Variety is the spice of life. It means we should try many different kinds of experiences, because trying different things keeps life interesting. Does this cliche hold true for food during the starting phase of weight loss?
We live in an obesogenic (obesity promoting) environment that produces passive overeating and physical inactivity. The environmental conditions are complex but one piece of the puzzle researchers are looking at is dietary variety. The variety of high-calorie, low-nutrient foods has definitely increased over the past few decades. Over these same decades obesity has risen in parallel.
Research consistently demonstrates that greater dietary variety is found to increase consumption, weight, and body fat. People consuming a diet with greater variety of foods, flavors and textures tend to consume more calories.
We are hedonistic creatures. That is, we are biologically hard wired to seek pleasure and avoid pain. With increased variety our hedonic ratings of food goes up. It’s one of the reasons food manufacturers no longer provide us only with the simple potato chip. Now we have access to “Kettle Cooked Reduced Fat Applewood Smoked BBQ Flavored” chips. Food producers are well aware that increased, hyperpalatable sensations typically mean we’ll eat more of it and derive more pleasure from it. This, in turn, means we’ll repeat purchase and their profits will be increased.

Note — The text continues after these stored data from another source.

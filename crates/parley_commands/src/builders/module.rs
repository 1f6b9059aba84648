//! Module builder.

use crate::aliases::compose;
use crate::{CommandBuilder, CommandService, ModuleId, ModuleInfo, Precondition};
use parley_error::{CommandError, CommandErrorKind, CommandResult};
use std::sync::Arc;
use tracing::{debug, instrument, warn};

/// Collects commands, submodules, preconditions and aliases for one module.
///
/// Setters return the builder for chaining and perform no validation;
/// [`build`](Self::build) validates and freezes the tree.
///
/// # Example
///
/// ```rust,ignore
/// let mut module = ModuleBuilder::new();
/// module
///     .add_aliases(["tag", "t"])
///     .set_summary("Tag management")
///     .add_command(|command| {
///         command.add_aliases(["create"]).set_callback(CreateTag);
///     })
///     .add_submodule(|sub| {
///         sub.add_aliases(["admin"])
///             .add_command(|command| {
///                 command.add_aliases(["purge"]).set_callback(PurgeTags);
///             });
///     });
///
/// let info = module.build(&service)?;
/// assert_eq!(info.name(), "tag");
/// ```
#[derive(Debug, Clone, Default)]
pub struct ModuleBuilder {
    name: Option<String>,
    summary: Option<String>,
    remarks: Option<String>,
    commands: Vec<CommandBuilder>,
    submodules: Vec<ModuleBuilder>,
    preconditions: Vec<Arc<dyn Precondition>>,
    aliases: Vec<String>,
}

impl ModuleBuilder {
    /// Creates an empty builder.
    pub fn new() -> Self {
        Self::default()
    }

    /// Sets the display name. Defaults to the first alias at build time.
    pub fn set_name(&mut self, name: impl Into<String>) -> &mut Self {
        self.name = Some(name.into());
        self
    }

    /// Sets the help summary.
    pub fn set_summary(&mut self, summary: impl Into<String>) -> &mut Self {
        self.summary = Some(summary.into());
        self
    }

    /// Sets extended help text.
    pub fn set_remarks(&mut self, remarks: impl Into<String>) -> &mut Self {
        self.remarks = Some(remarks.into());
        self
    }

    /// Appends aliases in order. Duplicates are kept.
    pub fn add_aliases<I, S>(&mut self, aliases: I) -> &mut Self
    where
        I: IntoIterator<Item = S>,
        S: Into<String>,
    {
        self.aliases.extend(aliases.into_iter().map(Into::into));
        self
    }

    /// Appends a precondition applying to every command beneath this module.
    pub fn add_precondition(&mut self, precondition: impl Precondition + 'static) -> &mut Self {
        self.preconditions.push(Arc::new(precondition));
        self
    }

    /// Appends a command configured by `configure`.
    ///
    /// The command is added once `configure` returns.
    pub fn add_command(&mut self, configure: impl FnOnce(&mut CommandBuilder)) -> &mut Self {
        let mut command = CommandBuilder::new();
        configure(&mut command);
        self.commands.push(command);
        self
    }

    /// Appends a nested module configured by `configure`.
    pub fn add_submodule(&mut self, configure: impl FnOnce(&mut ModuleBuilder)) -> &mut Self {
        let mut submodule = ModuleBuilder::new();
        configure(&mut submodule);
        self.submodules.push(submodule);
        self
    }

    /// Display name, if set.
    pub fn name(&self) -> Option<&str> {
        self.name.as_deref()
    }

    /// Help summary, if set.
    pub fn summary(&self) -> Option<&str> {
        self.summary.as_deref()
    }

    /// Extended help text, if set.
    pub fn remarks(&self) -> Option<&str> {
        self.remarks.as_deref()
    }

    /// Aliases in insertion order.
    pub fn aliases(&self) -> &[String] {
        &self.aliases
    }

    /// Command builders in insertion order.
    pub fn commands(&self) -> &[CommandBuilder] {
        &self.commands
    }

    /// Submodule builders in insertion order.
    pub fn modules(&self) -> &[ModuleBuilder] {
        &self.submodules
    }

    /// Preconditions in insertion order.
    pub fn preconditions(&self) -> &[Arc<dyn Precondition>] {
        &self.preconditions
    }

    /// Validates the module tree and freezes it into a [`ModuleInfo`].
    ///
    /// The builder is left untouched; building again snapshots its current state.
    ///
    /// # Errors
    ///
    /// - `EmptyAliasList` if no alias was added (checked first)
    /// - `EmptyModule` if there are neither commands nor submodules
    /// - any error from a nested command or submodule
    pub fn build(&self, service: &CommandService) -> CommandResult<ModuleInfo> {
        self.build_in(service, None, &[])
    }

    #[instrument(
        skip(self, service, parent, inherited),
        fields(name = ?self.name, alias_count = self.aliases.len(), parent = ?parent.map(|(id, _)| id))
    )]
    fn build_in(
        &self,
        service: &CommandService,
        parent: Option<(ModuleId, &[String])>,
        inherited: &[Arc<dyn Precondition>],
    ) -> CommandResult<ModuleInfo> {
        let Some(first_alias) = self.aliases.first() else {
            warn!("Module has no aliases");
            return Err(CommandError::new(CommandErrorKind::EmptyAliasList {
                target: "module".to_string(),
            }));
        };

        if self.commands.is_empty() && self.submodules.is_empty() {
            warn!(alias = %first_alias, "Module has no commands or submodules");
            return Err(CommandError::new(CommandErrorKind::EmptyModule));
        }

        let name = self.name.clone().unwrap_or_else(|| first_alias.clone());
        let id = service.next_module_id();
        let config = service.config();
        let aliases = compose(parent.map(|(_, a)| a), &self.aliases, config.separator_char);

        let mut chain = inherited.to_vec();
        chain.extend(self.preconditions.iter().cloned());

        let commands = self
            .commands
            .iter()
            .map(|c| c.build(id, &aliases, &chain, config))
            .collect::<CommandResult<Vec<_>>>()?;

        let submodules = self
            .submodules
            .iter()
            .map(|m| m.build_in(service, Some((id, aliases.as_slice())), &chain))
            .collect::<CommandResult<Vec<_>>>()?;

        debug!(
            %id,
            %name,
            command_count = commands.len(),
            submodule_count = submodules.len(),
            "Built module"
        );

        Ok(ModuleInfo {
            id,
            parent: parent.map(|(id, _)| id),
            name,
            summary: self.summary.clone(),
            remarks: self.remarks.clone(),
            aliases,
            commands,
            submodules,
            preconditions: self.preconditions.clone(),
        })
    }
}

If increasing food variety correlates with increased consumption, weight and body fat does the opposite hold true? If we decrease food variety does consumption, weight and body fat decrease? Yes. It mostly, again, has to do with hedonics and something called habituation. That is to say the more habitual and repeated it is the less pleasurable (hedonic) we find it. If you think about the last pound bag of M&Ms you mowed down (or whatever your secret junk-food pleasure is) it tasted really good for the first quarter pound but after that it was just mindless, zoned-out chewing and swallowing. We find it less pleasurable the more we do something over and over.
Another benefit for limiting variety is the aspect of simplicity. For anyone starting a new weight-loss regimen the last thing you want are confusing barriers like deciding which of 20 different protein sources, 100 different vegetables, 100 different fruits and 20 thousand different packaged products you should eat and in what combination. By limiting variety you have fewer choices to make. Your grocery lists and runs are much easier to manage too. Early on in weight loss the fewer decisions you have to make about what foods to eat and in what combination the better.
Overall it sounds simple enough. Reduce variety and it’ll be less confusing and you’ll eat less. But what about ensuring adequate intake of all the required macro- (i.e., carbs, proteins, fats) and micro-nutrients (i.e., vitamins, minerals, antioxidants, phytochemicals)? If you reduce your variety too much you run the risk of falling short on nutrients, compromising health and slowing weight loss.
In order to capitalize on the benefits of limited variety while maximizing nutrient intake I recommend the following model for those starting their weight-loss plan:
- Start with 1-2 breakfasts, 2-3 lunches, 4-5 dinners and 1-2 snacks.
- Choose real food (i.e., single ingredient or only ingredients your Grandmother had in her kitchen).
- Choose three different protein sources, three different vegetables and three different fruits.
- Keep meal preparation simple. Get your flavors from fresh foods, spices and healthy fats–not packaged chemicals
- Take a multi-vitamin/mineral and fish-oil supplement daily.
- Every 30 days change one breakfast, one lunch, one dinner and one snack to something new.
- Every 30 days swap out a protein, vegetable or fruit for something new to prevent boredom.
In conclusion, we need some variety to derive adequate pleasure and to sustain healthy, daily behaviors. We also need some variety to ensure adequate macro- and mincronutrient consumption. With too much variety, however, meal planning is more difficult and confusing and we may be more likely to overeat as our pleasure centers fire longer or more frequently nudging us to continue eating.